La moderazione è fondamentale per mantenere un ambiente sano sulle piattaforme social. È assicurata da tecnologia, intervento umano e contributo della community. Io ad esempio su Facebook uso un moderatore automatico per nascondere i commenti offensivi.

Hai accennato alla differenza tra divulgazione e debunking. Sembra che il debunking, cioè combattere attivamente la disinformazione, sia poco efficace.

Questa è una discussione aperta e dibattuta. Sembrerebbe infatti che il debunking sia essenzialmente inutile. Le persone che appoggiano le teorie complottiste e le fake news hanno un modo distorto di interpretare la realtà che le porta a cadere in determinate credenze, e non cambiano opinione nemmeno davanti alle evidenze. L’obiettivo del debunking è quella di agire preventivamente per evitare che chi non conosce a fondo un argomento non cada preda delle bufale.

Di fatto, è una strategia che non sempre funziona, in quanto siamo spesso vittime dei nostri stessi bias. E gli algoritmi dei social contribuiscono ad alimentare questa spirale negativa: se una persona legge un post sulle scie chimiche, l’algoritmo gliene proporrà di simili e non riceverà mai contenuti contraddittori che lo contrastino.

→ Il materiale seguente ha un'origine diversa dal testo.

//! Logging middleware for request/response tracing.

use axum::{extract::Request, middleware::Next, response::Response};
use std::time::Instant;
use tracing::{Instrument, info, info_span};

use super::RequestId;

/// Logs method, path and request id on the way in and status plus
/// duration on the way out, both inside one `http_request` span.
pub async fn logging_middleware(request: Request, next: Next) -> Response {
    let method = request.method().clone();
    let path = request.uri().path().to_string();
    let request_id = request
        .extensions()
        .get::<RequestId>()
        .map(|r| r.0.clone())
        .unwrap_or_else(|| "unknown".to_string());

    let span = info_span!(
        "http_request",
        method = %method,
        path = %path,
        request_id = %request_id
    );

    async move {
        info!("Request received");

        let start = Instant::now();
        let response = next.run(request).await;

        info!(
            status = response.status().as_u16(),
            duration_ms = start.elapsed().as_millis() as u64,
            "Response sent"
        );

        response
    }
    .instrument(span)
    .await
}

O, se li riceve, l’utente finirà per non credervi. Una persona che crede a una bufala spesso crede a molte altre perché i suoi filtri per interpretare la realtà sono distorti. In tutto questo, credo subentri anche un meccanismo difensivo: distruggere la propria visione del mondo è destabilizzante. Inoltre, c’è da considerare il proprio ego, il sentirsi cioè portatori di una verità che gli altri ignorano.

Insegnare il metodo scientifico a scuola potrebbe essere una soluzione?

Insegnare il metodo scientifico è diverso da insegnare scienze. Nelle facoltà scientifiche si potrebbe dedicare più spazio allo sviluppo dello spirito critico. Non è detto che chi ha una formazione scientifica sappia smontare tutte le argomentazioni complottiste. Ci sono “trucchi” usati dai complottisti che possono ingannare anche chi ha cultura scientifica.

Questo complottismo e queste dinamiche si riscontrano solo nell’ambito scientifico-sanitario di cui ti occupi?

Assolutamente no, il complottismo è ovunque, in ogni ambito, anche in politica. Si può manipolare qualsiasi informazione usando le stesse tecniche. Questo esiste anche nella vita reale: durante le campagne elettorali, ad esempio, vi è un costante tentativo di influenzare i cittadini.

Dove ti informi per la tua divulgazione scientifica?

Per le notizie scientifiche in ambito medico, principalmente su PubMed: lì si trovano articoli scientifici, ma occorre comunque fare una ricerca accurata per capire quale sia lo studio più affidabile. PubMed è una sorta di libreria dove trovi di tutto, anche articoli su Babbo Natale. Gli articoli più validi e credibili solitamente sono pubblicati su riviste con un alto impact factor e sono sottoposti a peer review. A parte PubMed, altre fonti sono i colleghi stessi: si può prendere spunto da altri divulgatori conosciuti e credibili.